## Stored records
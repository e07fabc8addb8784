use crate::commit::{self, is_conventional};
use crate::config::Config;
use crate::git::hooks::{self, HookChange};
use crate::git::{GitRepo, RetryPolicy, SnapshotLoader};
use crate::studio::run_studio;
use crate::{log_debug, log_warn};
use anyhow::{Context, Result};
use clap::builder::{Styles, styling::AnsiColor};
use clap::{Parser, Subcommand, crate_version};
use colored::Colorize;
use std::path::{Path, PathBuf};
use std::process::ExitCode;

const LOG_FILE: &str = "git-scribe-debug.log";

/// CLI structure defining the available commands and global arguments
#[derive(Parser)]
#[command(
    author,
    version = crate_version!(),
    about = "git-scribe: a terminal Git workspace with conventional-commit suggestions",
    long_about = "git-scribe opens a keyboard-driven workspace for staging, committing, branching and \
                  history rewriting, and suggests conventional commit messages inferred from your changes.",
    styles = get_styles(),
)]
pub struct Cli {
    /// Subcommands; without one the studio opens
    #[command(subcommand)]
    pub command: Option<Commands>,

    /// Log debug messages to a file
    #[arg(
        short = 'l',
        long = "log",
        global = true,
        help = "Log debug messages to a file"
    )]
    pub log: bool,

    /// Specify a custom log file path
    #[arg(
        long = "log-file",
        global = true,
        help = "Specify a custom log file path"
    )]
    pub log_file: Option<String>,

    /// Run as if started in this directory
    #[arg(
        short = 'C',
        long = "repo",
        global = true,
        help = "Run as if git-scribe was started in this directory"
    )]
    pub repo: Option<PathBuf>,

    /// Override the number of per-file suggestions
    #[arg(
        long = "max-suggestions",
        global = true,
        help = "List individual per-file suggestions only when at most this many files changed"
    )]
    pub max_suggestions: Option<usize>,
}

/// Enumeration of available subcommands
#[derive(Subcommand)]
pub enum Commands {
    /// Print commit suggestions for the current changes
    #[command(about = "Print conventional commit suggestions for the current changes")]
    Suggest,

    /// Manage the commit-msg hook
    #[command(about = "Install or remove the conventional-commit commit-msg hook")]
    Hook {
        #[command(subcommand)]
        action: HookAction,
    },

    /// Validate a commit message
    #[command(about = "Check a message against the conventional commit format")]
    Check {
        /// The commit message to validate; only the first line is checked
        message: String,
    },
}

#[derive(Subcommand, Clone, Copy)]
pub enum HookAction {
    /// Write the hook into the repository
    Install,
    /// Remove the hook if git-scribe installed it
    Uninstall,
}

/// Define custom styles for Clap
fn get_styles() -> Styles {
    Styles::styled()
        .header(AnsiColor::Magenta.on_default().bold())
        .usage(AnsiColor::Cyan.on_default().bold())
        .literal(AnsiColor::Green.on_default().bold())
        .placeholder(AnsiColor::Yellow.on_default())
        .valid(AnsiColor::Blue.on_default().bold())
        .invalid(AnsiColor::Red.on_default().bold())
        .error(AnsiColor::Red.on_default().bold())
}

/// Parse the command-line arguments
pub fn parse_args() -> Cli {
    Cli::parse()
}

/// Main function to parse arguments and handle the command
pub async fn main() -> Result<ExitCode> {
    let cli = parse_args();

    if let Err(e) = crate::logger::init() {
        eprintln!("{} {}", "Warning:".yellow().bold(), e);
    }
    if cli.log {
        crate::logger::enable_logging();
        let log_file = cli.log_file.as_deref().unwrap_or(LOG_FILE);
        crate::logger::set_log_file(Path::new(log_file))
            .with_context(|| format!("Failed to open log file {log_file}"))?;
    } else {
        crate::logger::disable_logging();
    }

    if let Some(Commands::Check { message }) = &cli.command {
        return Ok(handle_check(message));
    }

    let start = match &cli.repo {
        Some(path) => path.clone(),
        None => std::env::current_dir().context("Failed to determine the working directory")?,
    };
    let repo = GitRepo::discover(&start)?;
    let config = load_config(&repo, cli.max_suggestions);

    match cli.command {
        None => {
            run_studio(&repo, &config)?;
            Ok(ExitCode::SUCCESS)
        }
        Some(Commands::Suggest) => handle_suggest(&repo, &config).await,
        Some(Commands::Hook { action }) => handle_hook(&repo, action),
        Some(Commands::Check { .. }) => Ok(ExitCode::SUCCESS),
    }
}

/// Load configuration, falling back to defaults rather than refusing to start
fn load_config(repo: &GitRepo, max_suggestions: Option<usize>) -> Config {
    let mut config = Config::load(repo.repo_path()).unwrap_or_else(|e| {
        log_warn!("Using default configuration: {:#}", e);
        eprintln!(
            "{} {:#}; using defaults",
            "Warning:".yellow().bold(),
            e
        );
        Config::default()
    });

    if let Some(max) = max_suggestions {
        log_debug!("Overriding max_individual with {}", max);
        config.suggestions.max_individual = max;
    }
    config
}

fn handle_check(message: &str) -> ExitCode {
    let subject = message.lines().next().unwrap_or_default();
    if is_conventional(subject) {
        println!("{} {}", "✓".green().bold(), subject);
        ExitCode::SUCCESS
    } else {
        eprintln!(
            "{} {}",
            "✗".red().bold(),
            "Not a conventional commit subject".red()
        );
        eprintln!("  expected: {}", "type(scope): description".cyan());
        eprintln!(
            "  types:    {}",
            "feat fix docs style refactor test chore".cyan()
        );
        ExitCode::FAILURE
    }
}

async fn handle_suggest(repo: &GitRepo, config: &Config) -> Result<ExitCode> {
    let loader = SnapshotLoader::new(repo.runner(RetryPolicy::from(&config.retry)));
    let changes = loader.changes().await?;
    if changes.is_empty() {
        println!("{}", "Nothing to commit, working tree clean".yellow());
        return Ok(ExitCode::SUCCESS);
    }

    let set = commit::suggest(&loader, &changes, config.suggestions.max_individual).await?;
    for (index, suggestion) in set.suggestions.iter().enumerate() {
        println!(
            "{} {}",
            format!("{}.", index + 1).dimmed(),
            suggestion.message.bold()
        );
    }
    Ok(ExitCode::SUCCESS)
}

fn handle_hook(repo: &GitRepo, action: HookAction) -> Result<ExitCode> {
    let hook_path = repo.hook_path();
    let change = match action {
        HookAction::Install => hooks::install(&hook_path)?,
        HookAction::Uninstall => hooks::uninstall(&hook_path)?,
    };

    let location = hook_path.display().to_string();
    match change {
        HookChange::Installed => {
            println!("{} {}", "Installed commit-msg hook at".green(), location.cyan());
        }
        HookChange::Replaced => {
            println!("{} {}", "Updated commit-msg hook at".green(), location.cyan());
        }
        HookChange::Removed => {
            println!("{} {}", "Removed commit-msg hook from".green(), location.cyan());
        }
        HookChange::Unchanged => {
            println!("{}", "No commit-msg hook installed".yellow());
        }
    }
    Ok(ExitCode::SUCCESS)
}

#[cfg(test)]
mod tests {
    use super::*;
    use clap::CommandFactory;

    #[test]
    fn test_cli_definition_is_valid() {
        Cli::command().debug_assert();
    }

    #[test]
    fn test_global_flags_parse_after_subcommand() {
        let cli = Cli::parse_from(["git-scribe", "suggest", "-C", "/tmp", "--max-suggestions", "3"]);
        assert!(matches!(cli.command, Some(Commands::Suggest)));
        assert_eq!(cli.repo, Some(PathBuf::from("/tmp")));
        assert_eq!(cli.max_suggestions, Some(3));
    }

    #[test]
    fn test_check_exit_codes() {
        assert_eq!(handle_check("feat(auth): add login"), ExitCode::SUCCESS);
        assert_eq!(handle_check("added stuff"), ExitCode::FAILURE);
    }
}
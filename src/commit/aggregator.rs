//! Merge per-file suggestions into a ranked list

use super::types::{CommitSuggestion, CommitType};

/// Suggestions are picked with the number keys, so never offer more than nine
pub const MAX_SUGGESTIONS: usize = 9;

/// Most frequent value; on a tie the one seen first wins
fn majority<'a, T: PartialEq + ?Sized>(
    items: impl Iterator<Item = &'a T>,
) -> Option<(&'a T, usize)> {
    let mut counts: Vec<(&T, usize)> = Vec::new();
    for item in items {
        match counts.iter_mut().find(|(seen, _)| *seen == item) {
            Some((_, count)) => *count += 1,
            None => counts.push((item, 1)),
        }
    }

    let mut best: Option<(&T, usize)> = None;
    for (item, count) in counts {
        if best.is_none_or(|(_, top)| count > top) {
            best = Some((item, count));
        }
    }
    best
}

/// One suggestion summarising every changed file
pub fn combine(individual: &[CommitSuggestion]) -> Option<CommitSuggestion> {
    let total = individual.len();
    let (kind, _) = majority(individual.iter().map(|s| &s.kind))?;
    let uniform = individual.iter().all(|s| s.kind == *kind);

    let description = if uniform {
        match kind {
            CommitType::Feat if total == 1 => "add new feature".to_string(),
            CommitType::Feat => format!("add new features across {total} files"),
            CommitType::Fix if total == 1 => "fix bug".to_string(),
            CommitType::Fix => format!("fix multiple bugs ({total} files)"),
            CommitType::Docs => "update documentation".to_string(),
            CommitType::Test => "update tests".to_string(),
            CommitType::Chore => "update configuration".to_string(),
            CommitType::Refactor => "refactor code".to_string(),
            CommitType::Style => "update files".to_string(),
        }
    } else {
        format!("update {total} files with mixed changes")
    };

    let scope = majority(
        individual
            .iter()
            .map(|s| s.scope.as_str())
            .filter(|scope| !scope.is_empty()),
    )
    .filter(|(_, count)| *count > total / 2)
    .map(|(scope, _)| scope)
    .unwrap_or_default();

    Some(CommitSuggestion::new(*kind, scope, &description))
}

/// Combined suggestion first, then the per-file ones when there are few enough files.
///
/// `max_individual` is the file count above which per-file suggestions are
/// left out. The result never exceeds [`MAX_SUGGESTIONS`] entries and is
/// empty only for empty input.
pub fn aggregate(
    individual: Vec<CommitSuggestion>,
    max_individual: usize,
) -> Vec<CommitSuggestion> {
    let Some(combined) = combine(&individual) else {
        return Vec::new();
    };

    let mut suggestions = vec![combined];
    if individual.len() <= max_individual {
        suggestions.extend(individual);
    }
    suggestions.truncate(MAX_SUGGESTIONS);
    suggestions
}
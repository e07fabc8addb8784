mod reducer_tests;
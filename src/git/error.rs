use std::path::PathBuf;

/// Errors produced by the git command layer
#[derive(Debug, thiserror::Error)]
pub enum GitError {
    #[error("Failed to launch git {command}: {source}")]
    Spawn {
        command: String,
        #[source]
        source: std::io::Error,
    },

    #[error("git {command} failed{}: {stderr}", .code.map(|c| format!(" (exit {c})")).unwrap_or_default())]
    Failed {
        command: String,
        code: Option<i32>,
        stderr: String,
    },

    /// Another process holds the index lock; only seen between retries
    #[error("Repository index is locked by another process")]
    IndexLocked,

    #[error("Repository is busy: index.lock still held after {attempts} attempts")]
    LockContention { attempts: usize },

    #[error("Not a git repository: {}", .0.display())]
    NotARepository(PathBuf),

    #[error("A commit-msg hook not managed by git-scribe already exists at {}", .0.display())]
    ForeignHook(PathBuf),

    #[error("Failed to access {}: {source}", path.display())]
    Io {
        path: PathBuf,
        #[source]
        source: std::io::Error,
    },
}

impl GitError {
    /// Whether the failure came from index lock contention
    pub fn is_lock_related(&self) -> bool {
        matches!(self, Self::IndexLocked | Self::LockContention { .. })
    }

    pub fn io(path: impl Into<PathBuf>, source: std::io::Error) -> Self {
        Self::Io {
            path: path.into(),
            source,
        }
    }
}

#[cfg(test)]
mod tests {
    use super::*;

    #[test]
    fn test_lock_contention_is_distinct_from_failure() {
        let contention = GitError::LockContention { attempts: 3 };
        let failure = GitError::Failed {
            command: "commit -m x".to_string(),
            code: Some(1),
            stderr: "nothing to commit".to_string(),
        };

        assert!(contention.is_lock_related());
        assert!(!failure.is_lock_related());
        assert_eq!(failure.to_string(), "git commit -m x failed (exit 1): nothing to commit");
        assert!(contention.to_string().contains("3 attempts"));
    }
}
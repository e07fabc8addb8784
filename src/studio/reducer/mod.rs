//! Pure reducer for the studio
//!
//! All state transitions happen here. This function is pure:
//! - Takes the current state + an event
//! - Returns the next state + side effects
//! - No I/O, no async, no clock reads inside
//!
//! Side effects are returned for the app to execute after the state is replaced.

mod keys;
mod navigation;
mod results;

use std::time::Instant;

use super::events::{SideEffect, StudioEvent};
use super::state::AppState;

// ═══════════════════════════════════════════════════════════════════════════════
// Reducer Function
// ═══════════════════════════════════════════════════════════════════════════════

/// Reducer: (state, event) → (state, effects)
///
/// The single source of truth for all state transitions.
pub fn reduce(mut state: AppState, event: StudioEvent) -> (AppState, Vec<SideEffect>) {
    if event.is_task_result() {
        state.in_flight = state.in_flight.saturating_sub(1);
    }

    let effects = match event {
        StudioEvent::Key(key) => keys::reduce_key(&mut state, key),
        StudioEvent::Tick(now) => {
            tick(&mut state, now);
            Vec::new()
        }
        result => results::reduce_result(&mut state, result),
    };

    track(&mut state, &effects);
    (state, effects)
}

/// Effects issued when the studio opens
pub fn startup(mut state: AppState) -> (AppState, Vec<SideEffect>) {
    let effects = SideEffect::refresh();
    track(&mut state, &effects);
    (state, effects)
}

fn track(state: &mut AppState, effects: &[SideEffect]) {
    for effect in effects {
        if *effect == SideEffect::Quit {
            state.should_quit = true;
        } else {
            state.in_flight += 1;
        }
    }
}

/// Advance the spinner and expire the status message
fn tick(state: &mut AppState, now: Instant) {
    if state.in_flight > 0 {
        state.spinner_frame = state.spinner_frame.wrapping_add(1);
    }

    if let Some(message) = state.message.as_mut() {
        if message.shown_at.is_none() {
            message.shown_at = Some(now);
        } else if message.is_expired(now) {
            state.message = None;
        }
    }
}

/// Keep a list cursor inside `len` entries
fn clamp(selected: usize, len: usize) -> usize {
    selected.min(len.saturating_sub(1))
}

## WHAT YOU WILL DO
Look through the entries and find each line that has the string "LockContention". Copy those lines.

## REPLY TO THE EXERCISE
    LockContention { attempts: usize },
        matches!(self, Self::IndexLocked | Self::LockContention { .. })
        let contention = GitError::LockContention { attempts: 3 };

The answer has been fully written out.